The
fax-1 nuclear hormone receptor and
unc-42 homeobox gene control interneuron identities in C. elegans.
fax-1 is the ortholog of unfulfilled in Drosophila and PNR/NR3E3 in vertebrates, where it functions in the development and function of mushroom bodies and photoreceptors, respectively. The
fax-1 and
unc-42 transcription factors function in specifying the identities of an overlapping subset of nematode interneurons, including the command interneurons AVA and AVE, which function in coordinated movements. Both genes are required for the expression of neuron-specific genes, including glutamate receptors subunits, and axon pathfinding. Mutations in both
fax-1 and
unc-42 cause an incompletely-penetrant slow-growth phenotype that arises from temporary arrest after hatching at the L1 stage. L1 arrest has been shown to be controlled by the insulin-like signaling pathway that also controls dauer formation and longevity.
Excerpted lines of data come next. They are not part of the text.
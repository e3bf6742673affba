//! Database connection pool abstraction
//!
//! One interface over SQLite and MySQL backends. The backend is picked from
//! configuration at startup.

use anyhow::{Context, Result};
use async_trait::async_trait;
use sqlx::{
    mysql::{MySqlPool, MySqlPoolOptions},
    sqlite::{SqlitePool, SqlitePoolOptions},
};
use std::sync::Arc;

use crate::config::{DatabaseConfig, DatabaseDriver};

/// Database pool trait that abstracts over different database backends.
#[async_trait]
pub trait DatabasePool: Send + Sync {
    /// Execute a raw SQL statement that doesn't return rows
    async fn execute(&self, query: &str) -> Result<u64>;

    /// Check if the database connection is healthy
    async fn ping(&self) -> Result<()>;

    /// Close the connection pool, waiting for checked-out connections
    async fn close(&self);

    /// Get the database driver type
    fn driver(&self) -> DatabaseDriver;

    /// Get the underlying SQLite pool if this is a SQLite connection
    fn as_sqlite(&self) -> Option<&SqlitePool>;

    /// Get the underlying MySQL pool if this is a MySQL connection
    fn as_mysql(&self) -> Option<&MySqlPool>;

    /// Like [`DatabasePool::as_sqlite`], but an error when the backend differs
    fn sqlite(&self) -> Result<&SqlitePool> {
        self.as_sqlite()
            .context("SQLite pool requested from a non-SQLite backend")
    }

    /// Like [`DatabasePool::as_mysql`], but an error when the backend differs
    fn mysql(&self) -> Result<&MySqlPool> {
        self.as_mysql()
            .context("MySQL pool requested from a non-MySQL backend")
    }
}

/// SQLite connection pool implementation
pub struct SqliteDatabase {
    pool: SqlitePool,
}

impl SqliteDatabase {
    /// Create a new SQLite connection pool
    pub async fn new(url: &str) -> Result<Self> {
        let in_memory = url == ":memory:" || url.starts_with("sqlite::memory:");

        if !in_memory {
            let path = url.trim_start_matches("sqlite:");
            let path = path.split('?').next().unwrap_or(path);
            if let Some(parent) = std::path::Path::new(path).parent() {
                if !parent.as_os_str().is_empty() {
                    std::fs::create_dir_all(parent).with_context(|| {
                        format!("Failed to create database directory: {:?}", parent)
                    })?;
                }
            }
        }

        let connection_url = if url.starts_with("sqlite:") {
            if url.contains('?') || in_memory {
                url.to_string()
            } else {
                format!("{}?mode=rwc", url)
            }
        } else if url == ":memory:" {
            "sqlite::memory:".to_string()
        } else {
            format!("sqlite:{}?mode=rwc", url)
        };

        // An in-memory database lives only as long as its connection, so the
        // pool keeps exactly one and never recycles it.
        let options = if in_memory {
            SqlitePoolOptions::new()
                .max_connections(1)
                .min_connections(1)
                .idle_timeout(None)
                .max_lifetime(None)
        } else {
            SqlitePoolOptions::new().max_connections(20)
        };

        let pool = options
            .connect(&connection_url)
            .await
            .with_context(|| format!("Failed to connect to SQLite database: {}", url))?;

        sqlx::query("PRAGMA foreign_keys = ON")
            .execute(&pool)
            .await
            .context("Failed to enable foreign keys")?;

        Ok(Self { pool })
    }
}

#[async_trait]
impl DatabasePool for SqliteDatabase {
    async fn execute(&self, query: &str) -> Result<u64> {
        let result = sqlx::query(query)
            .execute(&self.pool)
            .await
            .with_context(|| format!("Failed to execute query: {}", query))?;
        Ok(result.rows_affected())
    }

    async fn ping(&self) -> Result<()> {
        sqlx::query("SELECT 1")
            .fetch_one(&self.pool)
            .await
            .context("Database ping failed")?;
        Ok(())
    }

    async fn close(&self) {
        self.pool.close().await;
    }

    fn driver(&self) -> DatabaseDriver {
        DatabaseDriver::Sqlite
    }

    fn as_sqlite(&self) -> Option<&SqlitePool> {
        Some(&self.pool)
    }

    fn as_mysql(&self) -> Option<&MySqlPool> {
        None
    }
}

/// MySQL connection pool implementation
pub struct MysqlDatabase {
    pool: MySqlPool,
}

impl MysqlDatabase {
    /// Create a new MySQL connection pool
    pub async fn new(url: &str) -> Result<Self> {
        let connection_url = if url.starts_with("mysql://") {
            url.to_string()
        } else {
            format!("mysql://{}", url)
        };

        let pool = MySqlPoolOptions::new()
            .max_connections(30)
            .connect(&connection_url)
            .await
            .context("Failed to connect to MySQL database")?;

        Ok(Self { pool })
    }
}

#[async_trait]
impl DatabasePool for MysqlDatabase {
    async fn execute(&self, query: &str) -> Result<u64> {
        let result = sqlx::query(query)
            .execute(&self.pool)
            .await
            .with_context(|| format!("Failed to execute query: {}", query))?;
        Ok(result.rows_affected())
    }

    async fn ping(&self) -> Result<()> {
        sqlx::query("SELECT 1")
            .fetch_one(&self.pool)
            .await
            .context("Database ping failed")?;
        Ok(())
    }

    async fn close(&self) {
        self.pool.close().await;
    }

    fn driver(&self) -> DatabaseDriver {
        DatabaseDriver::Mysql
    }

    fn as_sqlite(&self) -> Option<&SqlitePool> {
        None
    }

    fn as_mysql(&self) -> Option<&MySqlPool> {
        Some(&self.pool)
    }
}

/// Type alias for a shared database pool
pub type DynDatabasePool = Arc<dyn DatabasePool>;

/// Create a database connection pool based on configuration.
///
/// # Errors
///
/// Returns an error if the connection cannot be established.
pub async fn create_pool(config: &DatabaseConfig) -> Result<DynDatabasePool> {
    match config.driver {
        DatabaseDriver::Sqlite => {
            let db = SqliteDatabase::new(&config.url).await?;
            Ok(Arc::new(db))
        }
        DatabaseDriver::Mysql => {
            let db = MysqlDatabase::new(&config.url).await?;
            Ok(Arc::new(db))
        }
    }
}

/// Create a SQLite in-memory database pool for testing
pub async fn create_test_pool() -> Result<DynDatabasePool> {
    let config = DatabaseConfig {
        driver: DatabaseDriver::Sqlite,
        url: ":memory:".to_string(),
    };
    create_pool(&config).await
}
The
daf-2 insulin receptor is a primary mediator of insulin signaling in C. elegans. Strong
daf-2 mutations cause L1 arrest, while weak
daf-2 mutations cause dauer-arrest. Both
fax-1 and
unc-42 mutations cause a fully-penetrant late embryonic arrest in combination with a weak
daf-2 mutation. The arrest can be reversed by a mutation in the
daf-16 forkhead transcription factor, which functions downstream of
daf-2, but not by mutations in the parallel TGFb pathway. Arrested
fax-1;
daf-2 and
unc-42;
daf-2 embryos typically displayed normal L1 morphology, but remained coiled in a broken eggshell in a state of extreme quiescence. Arrested embryos exhibited weak or no pharyngeal pumping. Nonetheless, arrested embryos could be prompted to vigorous movement by stimulation with green light. The arrest could also be partially reversed by a mutation in
egl-4, which is required for sleep-like quiescence. We also examined the strong
daf-2(
e979) mutation and found that it displays a complex phenotype, including morphological collapse at elongation in mid-embryogenesis, late embryo quiescence (like the double mutants), and L1 arrested animals that display fairly normal pumping and activity. These observations indicate that the
fax-1 and
unc-42 transcription factors function in an insulin pathway that controls arousal and developmental progression out of embryogenesis. Given that both
fax-1 and
unc-42 are required for the development of a limited set of interneurons, these experiments suggest a previously unappreciated role for interneuron function and insulin signaling in regulating developmental arrest and arousal. Supported by NIGMS.